Je reçus donc le 14 août, en quittant le château d'Eu pour retourner à
Londres, une instruction confidentielle portant:

«Deux projets:

1º Le statu quo garanti;

2º La médiation de la France.

«Premier projet. Les cinq puissances garantiraient l'état actuel des possessions ottomanes, dont l'arrangement de Kutahié serait la base. Le pacha n'aurait aucune hérédité. Si le pacha, ou tout autre, voulait envahir les États du sultan, les cinq puissances, la France comprise, emploieraient leurs forces contre l'envahisseur. L'avantage de ce projet est de ne pas exiger de recours au pacha.
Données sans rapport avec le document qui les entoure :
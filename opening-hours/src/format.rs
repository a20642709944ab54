//! Human-readable rendering of times, statuses and weekly hours.

use crate::domain::{TimeOfDay, Weekday, WeeklySchedule};
use crate::status::{Moment, OpenState, Status};

/// Render a time on the 12-hour clock.
///
/// Hours 0-11 get "AM" and are shown as-is, so midnight is "0:00 AM"
/// rather than "12:00 AM". Hours 12-23 have 12 subtracted and get "PM".
///
/// ```
/// use opening_hours::domain::TimeOfDay;
/// use opening_hours::format::to_12_hour;
///
/// assert_eq!(to_12_hour(TimeOfDay::new(9, 5).unwrap()), "9:05 AM");
/// assert_eq!(to_12_hour(TimeOfDay::new(17, 0).unwrap()), "5:00 PM");
/// assert_eq!(to_12_hour(TimeOfDay::new(0, 30).unwrap()), "0:30 AM");
/// ```
pub fn to_12_hour(time: TimeOfDay) -> String {
    let (hour, suffix) = if time.hour() < 12 {
        (time.hour(), "AM")
    } else {
        (time.hour() - 12, "PM")
    };
    format!("{}:{:02} {}", hour, time.minute(), suffix)
}

/// One-line status, e.g. "Open until 5:00 PM" or "Closed until Monday 9:00 AM".
///
/// `now` decides whether a closed place reopens later today, in which case
/// the day is left out.
pub fn describe_status(status: &Status, now: Moment) -> String {
    match (status.state, status.transition) {
        (OpenState::Open, Some(tr)) => format!("Open until {}", to_12_hour(tr.time)),
        (OpenState::Open, None) => "Open 24/7".to_string(),
        (OpenState::Closed, Some(tr)) if tr.day == now.day && tr.time > now.time => {
            format!("Closed until {}", to_12_hour(tr.time))
        }
        (OpenState::Closed, Some(tr)) => {
            format!("Closed until {} {}", tr.day.name(), to_12_hour(tr.time))
        }
        (OpenState::Closed, None) => "Closed".to_string(),
        (OpenState::Unknown, _) => "Hours unknown".to_string(),
    }
}

/// One line per day, Monday first: "Monday  9:00 AM - 5:00 PM" or
/// "Sunday  closed".
///
/// A seasonal schedule has no per-day hours and yields no lines.
pub fn weekly_lines(schedule: &WeeklySchedule) -> Vec<String> {
    if schedule.is_seasonal() {
        return Vec::new();
    }

    Weekday::ALL
        .into_iter()
        .map(|day| format!("{}  {}", day.name(), day_hours(schedule, day)))
        .collect()
}

/// The hours for one day: "9:00 AM - 5:00 PM", "closed", "open 24 hours",
/// or "varies" for a seasonal schedule.
pub fn day_hours(schedule: &WeeklySchedule, day: Weekday) -> String {
    match schedule.interval_for(day) {
        Some(iv) => format!("{} - {}", to_12_hour(iv.open()), to_12_hour(iv.close())),
        None if schedule.is_always_open() => "open 24 hours".to_string(),
        None if schedule.is_seasonal() => "varies".to_string(),
        None => "closed".to_string(),
    }
}

/// The "Hours" entry of a place panel: the status line, a carriage
/// return, then the weekly lines separated by newlines.
pub fn place_info_hours(schedule: &WeeklySchedule, status: &Status, now: Moment) -> String {
    format!(
        "{}\r{}",
        describe_status(status, now),
        weekly_lines(schedule).join("\n")
    )
}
«Deuxième projet. Le pacha chargerait la France de traiter pour lui. La France négocierait pour le compte du pacha, et les quatre puissances traiteraient de nouveau avec elle. L'Égypte héréditaire et la Syrie viagère seraient la base de l'arrangement. Ce projet a l'inconvénient de dépendre d'une circonstance étrangère à nos volontés, c'est que le pacha demande à la France de négocier pour lui.

«Ce second projet ne devrait être proposé que s'il y avait chance de le faire accueillir, de manière surtout à ne pas compromettre la dignité de la France en ayant l'air de vouloir la faire rentrer dans une négociation qu'on lui a fermée.»
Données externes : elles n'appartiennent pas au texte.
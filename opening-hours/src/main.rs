use anyhow::Context;
use tracing::info;
use tracing_subscriber::EnvFilter;

use opening_hours::config::ServerConfig;
use opening_hours::web::{AppState, create_router};

#[tokio::main]
async fn main() -> anyhow::Result<()> {
    tracing_subscriber::fmt()
        .with_env_filter(
            EnvFilter::try_from_default_env()
                .unwrap_or_else(|_| EnvFilter::new("opening_hours=info,tower_http=info")),
        )
        .with_target(false)
        .init();

    let config = ServerConfig::from_env()?;

    // Build app state
    let state = AppState::new(&config.cache);

    // Create router
    let app = create_router(state);

    // Bind and serve
    let addr = config.addr();
    let listener = tokio::net::TcpListener::bind(addr)
        .await
        .with_context(|| format!("failed to bind {addr}"))?;

    info!("Opening hours service listening on http://{addr}");
    info!("API Endpoints:");
    info!("  GET  /health     - Health check");
    info!("  GET  /api/hours  - Evaluate an opening_hours value (opening_hours, day, time)");

    axum::serve(listener, app).await?;

    Ok(())
}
Quand je m'embarquai à Calais le 15 août, le vent était violent, la mer grosse; le capitaine de mon paquebot, le Courrier, jugea que l'entrée du port de Douvres serait difficile, et nous nous dirigeâmes sur Ramsgate. Je n'y étais pas attendu; mais la disposition des pavillons et deux coups tirés de mon bord annoncèrent la présence de l'ambassadeur de France, et à mon entrée dans le port après les saluts d'usage, je trouvai réunies sur la jetée, non-seulement les autorités locales, mais presque toute la population qui me reçut avec les hourras de la bienveillance la plus empressée. Les peuples libres et bien instruits de leurs affaires s'associent à la politique de leur gouvernement, et saisissent avec un prompt instinct les occasions de la servir. On voulait, à Ramsgate, me témoigner qu'il n'y avait en Angleterre que des dispositions amicales pour la France, et qu'on espérait bien qu'un dissentiment momentané sur une question spéciale ne nuirait pas à leurs bons rapports. Je trouvai, en arrivant à Londres, une invitation de la reine Victoria au château de Windsor pour le mardi 18 août et les deux jours suivants. Le roi et la reine des Belges devaient y passer encore ces trois jours-là, et toute la cour y était réunie, ainsi que plusieurs des ministres, notamment lord Melbourne et lord Palmerston. Sans désavouer la politique de leur cabinet dans la question d'Égypte, la souveraine et le peuple, Windsor et Ramsgate avaient également à coeur de marquer que cet incident ne changeait rien, dans la politique générale, à leurs sentiments et à leurs desseins.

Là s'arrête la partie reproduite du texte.